THE FUTURE OF VETERINARY MEDICINE: Taylor McLendon, DVM

Dr. Taylor McLendon grew up in Saint Augustine, FL, where her interest in horses first began. Keeping to her Florida roots, she received both her bachelor's degree in animal biology and doctorate in veterinary medicine from the University of Florida (UF). During her time at the UF College of Veterinary Medicine (UFCVM), Dr. McLendon served as class president all four years and as the president of UF’s chapter of the Student American Veterinary Medical Association (SAVMA). Continuing her love for learning and leadership, Dr. McLendon is currently enrolled in the FVMA’s Power of Ten program, which is designed to develop skills in leadership and entrepreneurship for Florida veterinarians. She is also a member of the AVMA, AAEP, FAEP, and FVMA.

TURNING PASSION INTO A CAREER

Her love for horses began as a child while competing in Western performance events. This is where her passion for the equine athlete began and why she has devoted her career to this field. Her practice largely focuses on lameness and sports medicine of the performance horse.

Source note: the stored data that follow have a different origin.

//! caniuse-api: HTTP service for minimum browser version badges
pub mod config;
pub mod handlers;
pub mod metrics;
pub mod middleware;

use std::sync::Arc;

use anyhow::Context;
use axum::{routing::get, Router};
use tower_http::trace::TraceLayer;

use caniuse_badge::{templates::TemplatesFile, BadgeRenderer};
use caniuse_core::CompatDataset;

pub use config::ServerConfig;
use metrics::Metrics;

/// Read-only state shared by every request.
pub struct AppState {
    pub dataset: CompatDataset,
    pub badges: BadgeRenderer,
    pub metrics: Metrics,
}

impl AppState {
    pub fn new(dataset: CompatDataset, badges: BadgeRenderer) -> Result<Self, prometheus::Error> {
        Ok(Self {
            dataset,
            badges,
            metrics: Metrics::new()?,
        })
    }

    pub fn from_config(config: &ServerConfig) -> anyhow::Result<Self> {
        let dataset = CompatDataset::load(&config.data_path)
            .with_context(|| format!("loading dataset from {}", config.data_path.display()))?;
        let templates = match &config.templates_path {
            Some(path) => TemplatesFile::load(path)?,
            None => TemplatesFile::embedded()?,
        };
        Ok(Self::new(dataset, BadgeRenderer::new(&templates)?)?)
    }
}

pub fn create_app(state: Arc<AppState>, debug: bool) -> Router {
    let router = Router::new()
        .route("/all-features", get(handlers::list_all_features))
        .route("/filters", get(handlers::list_filters))
        .route("/min-browser-version", get(handlers::min_browser_version))
        .route("/min-browser-version.json", get(handlers::min_browser_version_json))
        .route("/health", get(handlers::health))
        .route("/metrics", get(handlers::metrics))
        .with_state(state);

    let router = if debug {
        tracing::info!("Debug mode is enabled. CORS headers will not be set.");
        router
    } else {
        router.layer(axum::middleware::from_fn(middleware::security_headers))
    };

    router.layer(TraceLayer::new_for_http())
}

pub async fn run(config: ServerConfig) -> anyhow::Result<()> {
    let state = Arc::new(AppState::from_config(&config)?);
    let app = create_app(state, config.debug);
    let listener = tokio::net::TcpListener::bind(&config.addr)
        .await
        .with_context(|| format!("binding {}", config.addr))?;

    tracing::info!("caniuse API listening on {}", config.addr);
    axum::serve(listener, app).await?;
    Ok(())
}
//! Handlebars rendering of badge templates.

use handlebars::Handlebars;
use serde_json::Value;

use crate::templates::TemplatesFile;
use crate::BadgeError;

/// Compiled badge templates
#[derive(Debug, Clone)]
pub struct TemplateRenderer {
    handlebars: Handlebars<'static>,
}

impl TemplateRenderer {
    /// Compile every template and partial of `templates`.
    pub fn new(templates: &TemplatesFile) -> Result<Self, BadgeError> {
        let mut handlebars = Handlebars::new();
        handlebars.set_strict_mode(false);

        for (name, source) in &templates.partials {
            handlebars
                .register_partial(name, source.as_str())
                .map_err(|e| BadgeError::Template(format!("partial {}: {}", name, e)))?;
        }

        for (name, template) in &templates.templates {
            handlebars
                .register_template_string(name, &template.template)
                .map_err(|e| BadgeError::Template(format!("template {}: {}", name, e)))?;
        }

        Ok(Self { handlebars })
    }

    /// Render a named template with data
    pub fn render(&self, template_name: &str, data: &Value) -> Result<String, BadgeError> {
        if !self.handlebars.has_template(template_name) {
            return Err(BadgeError::MissingTemplate(template_name.to_string()));
        }

        self.handlebars
            .render(template_name, data)
            .map_err(|e| BadgeError::Render(e.to_string()))
    }
}
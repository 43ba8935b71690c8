//! Known browsers and their display names.
use serde::Serialize;
use std::borrow::Cow;

use caniuse_core::BrowserId;

#[derive(Debug, Clone, Copy, PartialEq, Eq, Hash, Serialize)]
#[serde(rename_all = "snake_case")]
pub enum BrowserName {
    Chrome,
    ChromeAndroid,
    Deno,
    Edge,
    Firefox,
    FirefoxAndroid,
    Ie,
    Nodejs,
    Oculus,
    Opera,
    OperaAndroid,
    Safari,
    SafariIos,
    SamsunginternetAndroid,
    WebviewAndroid,
    WebviewIos,
}

impl BrowserName {
    pub const ALL: [BrowserName; 16] = [
        BrowserName::Chrome,
        BrowserName::ChromeAndroid,
        BrowserName::Deno,
        BrowserName::Edge,
        BrowserName::Firefox,
        BrowserName::FirefoxAndroid,
        BrowserName::Ie,
        BrowserName::Nodejs,
        BrowserName::Oculus,
        BrowserName::Opera,
        BrowserName::OperaAndroid,
        BrowserName::Safari,
        BrowserName::SafariIos,
        BrowserName::SamsunginternetAndroid,
        BrowserName::WebviewAndroid,
        BrowserName::WebviewIos,
    ];

    /// Dataset key, e.g. `"chrome_android"`.
    pub fn key(self) -> &'static str {
        match self {
            BrowserName::Chrome => "chrome",
            BrowserName::ChromeAndroid => "chrome_android",
            BrowserName::Deno => "deno",
            BrowserName::Edge => "edge",
            BrowserName::Firefox => "firefox",
            BrowserName::FirefoxAndroid => "firefox_android",
            BrowserName::Ie => "ie",
            BrowserName::Nodejs => "nodejs",
            BrowserName::Oculus => "oculus",
            BrowserName::Opera => "opera",
            BrowserName::OperaAndroid => "opera_android",
            BrowserName::Safari => "safari",
            BrowserName::SafariIos => "safari_ios",
            BrowserName::SamsunginternetAndroid => "samsunginternet_android",
            BrowserName::WebviewAndroid => "webview_android",
            BrowserName::WebviewIos => "webview_ios",
        }
    }

    /// English display name.
    pub fn display_name(self) -> &'static str {
        match self {
            BrowserName::Chrome => "Chrome",
            BrowserName::ChromeAndroid => "Chrome Android",
            BrowserName::Deno => "Deno",
            BrowserName::Edge => "Edge",
            BrowserName::Firefox => "Firefox",
            BrowserName::FirefoxAndroid => "Firefox Android",
            BrowserName::Ie => "Internet Explorer",
            BrowserName::Nodejs => "Node.js",
            BrowserName::Oculus => "Oculus Browser",
            BrowserName::Opera => "Opera",
            BrowserName::OperaAndroid => "Opera Android",
            BrowserName::Safari => "Safari",
            BrowserName::SafariIos => "Safari iOS",
            BrowserName::SamsunginternetAndroid => "Samsung Internet",
            BrowserName::WebviewAndroid => "Android WebView",
            BrowserName::WebviewIos => "iOS WebView",
        }
    }

    pub fn from_key(key: &str) -> Option<Self> {
        Self::ALL
            .into_iter()
            .find(|browser| browser.key().eq_ignore_ascii_case(key))
    }
}

/// Display name for a dataset browser key; unknown keys are shown as-is.
pub fn browser_display_name(browser: &BrowserId) -> Cow<'_, str> {
    match BrowserName::from_key(browser.as_str()) {
        Some(known) => Cow::Borrowed(known.display_name()),
        None => Cow::Borrowed(browser.as_str()),
    }
}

Dr. McLendon currently owns and operates Mandarin Equine Veterinary Service in Jacksonville, FL. During her

fourth year of veterinary school, she accepted a position working at the practice, which was then owned by her lifelong mentor, Dr. Peggy Fuller. While most recent graduates start their career with an internship, Dr. McLendon went straight into field work at the practice. After three years working as an associate, she purchased the practice in July of 2022 and is now the sole practice owner and only practitioner. Dr. McLendon has big goals for her business and is looking to expand and grow the practice.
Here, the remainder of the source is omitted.